Таким образом, как-то мне удалось, живя на Урале и в Вологде, сохранить приверженность и преданность родной земле. Но как Пушкин говорил: «Все ж к родимому пределу…»
И, вообще, скажу вам, с возрастом жить труднее, думать тяжелее, а писать – так во сто крат труднее. Я порой завидую тем писателям, которые пишут много, пишут хорошо, часто издаются. Порой меня захватывает желание полегче жить, или, как сказал Вася Белов, «жить по упрощенной задаче». Но это ненадолго.

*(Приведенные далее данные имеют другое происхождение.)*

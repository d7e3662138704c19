// This file is part of stack-queue.
// SPDX-License-Identifier: MIT OR Apache-2.0

//! # `stack-queue`
//!
//! Growable, insertion-ordered [`Stack`] (LIFO) and [`Queue`] (FIFO)
//! containers with a full array-like surface: indexed access, linear and
//! binary search, predicate search, in-place and persistent sorting,
//! sub-container derivation, and cancellable enumeration.
//!
//! Both containers store elements of a single generic type `T` contiguously
//! in insertion order and share the same operation set; they differ only in
//! which end removal works on:
//!
//! - [`Stack`]: `push`/`pop`/`peek` operate on the top (the highest index;
//!   index 0 is the bottom).
//! - [`Queue`]: `enqueue` appends at the back, `dequeue`/`peek` operate on
//!   the front (index 0).
//!
//! ## Two operation families
//!
//! Every structural operation exists in two flavors:
//!
//! - **In place**: `push`, `pop`, `enqueue`, `dequeue`, `sort_by`,
//!   `exchange` mutate the receiver through `&mut self`.
//! - **Persistent**: `pushing`, `popping`, `enqueueing`, `dequeueing`,
//!   `filtered`, `sub_stack`/`sub_queue`, `sorted_by` borrow the receiver
//!   immutably and return a new, independently owned container.
//!
//! ```
//! use stack_queue::Stack;
//!
//! let base = Stack::from([1, 2, 3]);
//! let grown = base.pushing(4);
//! assert_eq!(grown.len(), base.len() + 1);
//! assert_eq!(base.as_slice(), &[1, 2, 3]); // receiver untouched
//! ```
//!
//! ## Errors and emptiness
//!
//! The two conditions are deliberately kept apart:
//!
//! - An index or range outside `0..len` is a hard error: fallible accessors
//!   return [`Error::OutOfRange`], and the `container[i]` indexing sugar
//!   panics like a slice would.
//! - An empty container is an ordinary state: `peek`, `pop`, and `dequeue`
//!   return `None`, never an error.
//!
//! ## Searching and sorting
//!
//! Comparators and predicates are plain closures. `index_of` finds by value
//! equality; the `index_where`/`indices_where` families search by predicate,
//! optionally reversed or restricted to an index set
//! ([`EnumerationOptions`]); `binary_search_in_range` searches an
//! already-sorted range with [`BinarySearchOptions`]. Sorting takes a
//! comparator, [`SortOptions`] for stability, a [`SortDescriptor`] list for
//! multi-key ordering, or a [`SortHint`] to accelerate re-sorting
//! near-sorted data without affecting the result.
//!
//! ```
//! use stack_queue::{queue, Queue};
//!
//! let mut q = queue!["b", "c", "a"];
//! q.sort_by(|a, b| a.cmp(b));
//! assert_eq!(q.dequeue(), Some("a"));
//! assert_eq!(q.joined("+"), "b+c");
//! ```
//!
//! ## Concurrency model
//!
//! Containers are single-owner, synchronous values. Rust's borrow rules
//! supply the exclusion discipline: in-place operations require `&mut self`,
//! so mutation during enumeration or shared traversal cannot compile.
//! Nothing here blocks, locks, or spawns.
//!
//! ## Features
//!
//! - `serde`: `Serialize`/`Deserialize` for [`Stack`], [`Queue`], and
//!   [`SortHint`]. Containers round-trip as a plain element sequence,
//!   preserving count and order exactly.
//!
//! ## `no_std` support
//!
//! The crate is `no_std` and requires only `alloc` for its growable backing
//! storage.

#![cfg_attr(not(test), no_std)]
#![forbid(unsafe_code)]

extern crate alloc;

// Modules
mod error;
mod index;
mod iter;
mod queue;
mod seq;
#[cfg(feature = "serde")]
mod serde;
mod sort;
mod stack;

// Public exports (crate API surface)
pub use error::Error;
pub use iter::EnumerationOptions;
pub use queue::Queue;
pub use sort::{BinarySearchOptions, SortDescriptor, SortHint, SortOptions, SortedMatch};
pub use stack::Stack;
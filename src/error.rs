// This file is part of stack-queue.
// SPDX-License-Identifier: MIT OR Apache-2.0

//! Error types for [`Stack`](crate::Stack) and [`Queue`](crate::Queue).
//!
//! There is exactly one hard error condition: an index or range argument
//! outside the container's current bounds. Emptiness is never an error;
//! `peek`/`pop`/`dequeue` on an empty container return `None`.

// Core imports
use core::{error::Error as CoreError, fmt};

/// Errors returned by operations on [`Stack`](crate::Stack) and
/// [`Queue`](crate::Queue).
#[derive(Debug, Clone, Copy, PartialEq, Eq)]
#[non_exhaustive]
pub enum Error {
    /// An index or range argument was outside the current logical bounds.
    ///
    /// Raised by single-index access, multi-index access, ranged search,
    /// sub-container derivation, and index exchange. Bounds are never
    /// silently clamped.
    OutOfRange,
}

impl fmt::Display for Error {
    fn fmt(&self, f: &mut fmt::Formatter<'_>) -> fmt::Result {
        match self {
            Self::OutOfRange => f.write_str("index out of range"),
        }
    }
}

impl CoreError for Error {}

#[cfg(test)]
mod tests {
    // Imports
    use crate::Error;
    use alloc::string::{String, ToString};
    use core::error::Error as CoreError;

    fn takes_error(e: &dyn CoreError) -> String {
        e.to_string()
    }

    #[test]
    fn test_error_is_core_error() {
        let s = takes_error(&Error::OutOfRange);
        assert!(s.contains("out of range"));
    }
}
// This file is part of stack-queue.
// SPDX-License-Identifier: MIT OR Apache-2.0

//! The shared ordered-sequence container behind [`Stack`](crate::Stack) and
//! [`Queue`](crate::Queue).
//!
//! Both facades store elements in insertion order in a growable buffer and
//! differ only in which end [`peek`](Sequence::peek)/[`take`](Sequence::take)
//! operate on. Everything else (indexed access, search, sorting,
//! enumeration, persistent derivation) is implemented here once and exposed
//! by the facades under their own vocabulary.

// Crate imports
use crate::{
    error::Error,
    iter::EnumerationOptions,
    sort::{self, BinarySearchOptions, SortDescriptor, SortHint, SortOptions, SortedMatch},
};

// Alloc imports
use alloc::{
    collections::BTreeMap,
    string::{String, ToString},
    vec::Vec,
};

// Core imports
use core::{
    cmp::Ordering,
    fmt::Display,
    hash::Hash,
    ops::{ControlFlow, Range},
    slice,
};

/// Which end removal and peeking operate on. Insertion is always at the
/// tail, so `Back` gives LIFO order and `Front` gives FIFO order.
#[derive(Debug, Clone, Copy, PartialEq, Eq)]
pub(crate) enum RemovalEnd {
    /// Remove from index 0 (FIFO).
    Front,
    /// Remove from the highest index (LIFO).
    Back,
}

/// An insertion-ordered sequence of `T` plus its removal end.
///
/// Index 0 is always the oldest element reachable from the removal end: the
/// front of a queue, the bottom of a stack.
#[derive(Clone)]
pub(crate) struct Sequence<T> {
    items: Vec<T>,
    removal: RemovalEnd,
}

…Меня потрясает благодушие, бестревожность, какая-то способность забываться. Мне кажется, что у нас уже целое поколение, если не два, воспринимают наши рассказы о войне как какую-то сказку про Иванушку-дурачка. Быть может, мы недостаточно талантливы, быть может, недостаточно хорошо об этом пишем, может, есть силы, сдерживающие нас, чтоб мы не до конца вскрывали весь ужас войны той… Мы как-то забыли, что победу мы добыли огромнейшим потоком крови, страшной травмой нашей русской нации. Опустела Россия из-за потерь на войне и опустела из-за того, что мы бездарно воевали. Мы завалили немца не бомбами, кровью своей утопили. И – победили, слава Богу. Но не дай Бог, чтоб еще одна такая победа к нам пришла. Тогда нас просто не станет.
Я понимаю, каждому человеку и обществу хочется выглядеть лучше. Но это, на мой взгляд, совершенно не должно касаться писателя. Писатель, если он чувствует себя самостоятельно мыслящим человеком, он сам себе судья и господин, он не может об этом молчать. Он должен говорить с людьми на том языке, на котором способен говорить и возвыситься до той правды, на которую способен…
Мне дорог мой народ, мое Отечество. Все, что у него болит, болит и у меня. Но у меня болит еще, помимо всего прочего, когда врут. Когда врут бесконечно, – это уже привычный климат лжи. Я думаю, что общество, которое столько пролило крови, столько страдало, достойно уважения правдой, оно должно жить ощущением правды, порядочности, честности.